Work item — Without changing a single word, output each entry.
* * * *
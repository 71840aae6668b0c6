use std::f64::consts::PI;

use crate::foundation::core::{Point, Rgba};
use crate::layers::STROKE_UNIT;
use crate::layers::primitive::Primitive;

// Anchor near the bottom-right corner; the sweep opens upward.
const CENTER: Point = Point::new(0.78, 0.12);
const SWEEP_START: f64 = 0.1 * PI;
const SWEEP_END: f64 = 0.9 * PI;
const SAMPLES: usize = 240;
// Six full jitter oscillations across the sweep.
const JITTER_CYCLES: f64 = 6.0 * PI;

const ARC_COLOR: (f64, f64, f64) = (1.0, 0.25, 0.25);

/// Jittered concentric arcs fanned around a fixed corner anchor.
///
/// Radii are linearly spaced in `[r_min, r_max]`; each arc's radius is
/// perturbed by `jitter * sin(6*pi*t)` along the sweep for a hand-drawn look.
pub(crate) fn concentric_arcs(
    count: u32,
    r_min: f64,
    r_max: f64,
    jitter: f64,
    lw: f64,
    alpha: f64,
) -> Vec<Primitive> {
    let color = Rgba::new(ARC_COLOR.0, ARC_COLOR.1, ARC_COLOR.2, alpha);
    let width = lw * STROKE_UNIT;

    (0..count)
        .map(|k| {
            let r = if count > 1 {
                r_min + (r_max - r_min) * f64::from(k) / f64::from(count - 1)
            } else {
                r_min
            };
            let points = (0..SAMPLES)
                .map(|s| {
                    let t = s as f64 / (SAMPLES - 1) as f64;
                    let theta = SWEEP_START + (SWEEP_END - SWEEP_START) * t;
                    let jr = jitter * (JITTER_CYCLES * t).sin();
                    Point::new(
                        CENTER.x + (r + jr) * theta.cos(),
                        CENTER.y + (r + jr) * theta.sin(),
                    )
                })
                .collect();
            Primitive::Polyline {
                points,
                color,
                width,
                round_caps: true,
            }
        })
        .collect()
}
use crate::field::contour::extract_isolines;
use crate::field::noise::ScalarField;
use crate::foundation::core::Rgba;
use crate::layers::STROKE_UNIT;
use crate::layers::primitive::Primitive;

/// Stroke the scalar field's isolines at `levels` thresholds.
pub(crate) fn isolines_layer(
    field: &ScalarField,
    levels: u32,
    lw: f64,
    alpha: f64,
) -> Vec<Primitive> {
    let color = Rgba::new(0.0, 0.0, 0.0, alpha);
    let width = lw * STROKE_UNIT;

    extract_isolines(field, levels)
        .into_iter()
        .filter(|line| line.len() >= 2)
        .map(|points| Primitive::Polyline {
            points,
            color,
            width,
            round_caps: true,
        })
        .collect()
}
* * * *
Task solution —
repository 71840aae6668b0c6
use std::f64::consts::PI;

use crate::foundation::core::{Point, Rgba};
use crate::layers::STROKE_UNIT;
use crate::layers::primitive::Primitive;

// Anchor near the bottom-right corner; the sweep opens upward.
const CENTER: Point = Point::new(0.78, 0.12);
const SWEEP_START: f64 = 0.1 * PI;
const SWEEP_END: f64 = 0.9 * PI;
const SAMPLES: usize = 240;
// Six full jitter oscillations across the sweep.
const JITTER_CYCLES: f64 = 6.0 * PI;

const ARC_COLOR: (f64, f64, f64) = (1.0, 0.25, 0.25);

/// Jittered concentric arcs fanned around a fixed corner anchor.
///
/// Radii are linearly spaced in `[r_min, r_max]`; each arc's radius is
/// perturbed by `jitter * sin(6*pi*t)` along the sweep for a hand-drawn look.
pub(crate) fn concentric_arcs(
    count: u32,
    r_min: f64,
    r_max: f64,
    jitter: f64,
    lw: f64,
    alpha: f64,
) -> Vec<Primitive> {
    let color = Rgba::new(ARC_COLOR.0, ARC_COLOR.1, ARC_COLOR.2, alpha);
    let width = lw * STROKE_UNIT;

    (0..count)
        .map(|k| {
            let r = if count > 1 {
                r_min + (r_max - r_min) * f64::from(k) / f64::from(count - 1)
            } else {
                r_min
            };
            let points = (0..SAMPLES)
                .map(|s| {
                    let t = s as f64 / (SAMPLES - 1) as f64;
                    let theta = SWEEP_START + (SWEEP_END - SWEEP_START) * t;
                    let jr = jitter * (JITTER_CYCLES * t).sin();
                    Point::new(
                        CENTER.x + (r + jr) * theta.cos(),
                        CENTER.y + (r + jr) * theta.sin(),
                    )
                })
                .collect();
            Primitive::Polyline {
                points,
                color,
                width,
                round_caps: true,
            }
        })
        .collect()
}
use crate::field::contour::extract_isolines;
use crate::field::noise::ScalarField;
use crate::foundation::core::Rgba;
use crate::layers::STROKE_UNIT;
use crate::layers::primitive::Primitive;

/// Stroke the scalar field's isolines at `levels` thresholds.
pub(crate) fn isolines_layer(
    field: &ScalarField,
    levels: u32,
    lw: f64,
    alpha: f64,
) -> Vec<Primitive> {
    let color = Rgba::new(0.0, 0.0, 0.0, alpha);
    let width = lw * STROKE_UNIT;

    extract_isolines(field, levels)
        .into_iter()
        .filter(|line| line.len() >= 2)
        .map(|points| Primitive::Polyline {
            points,
            color,
            width,
            round_caps: true,
        })
        .collect()
}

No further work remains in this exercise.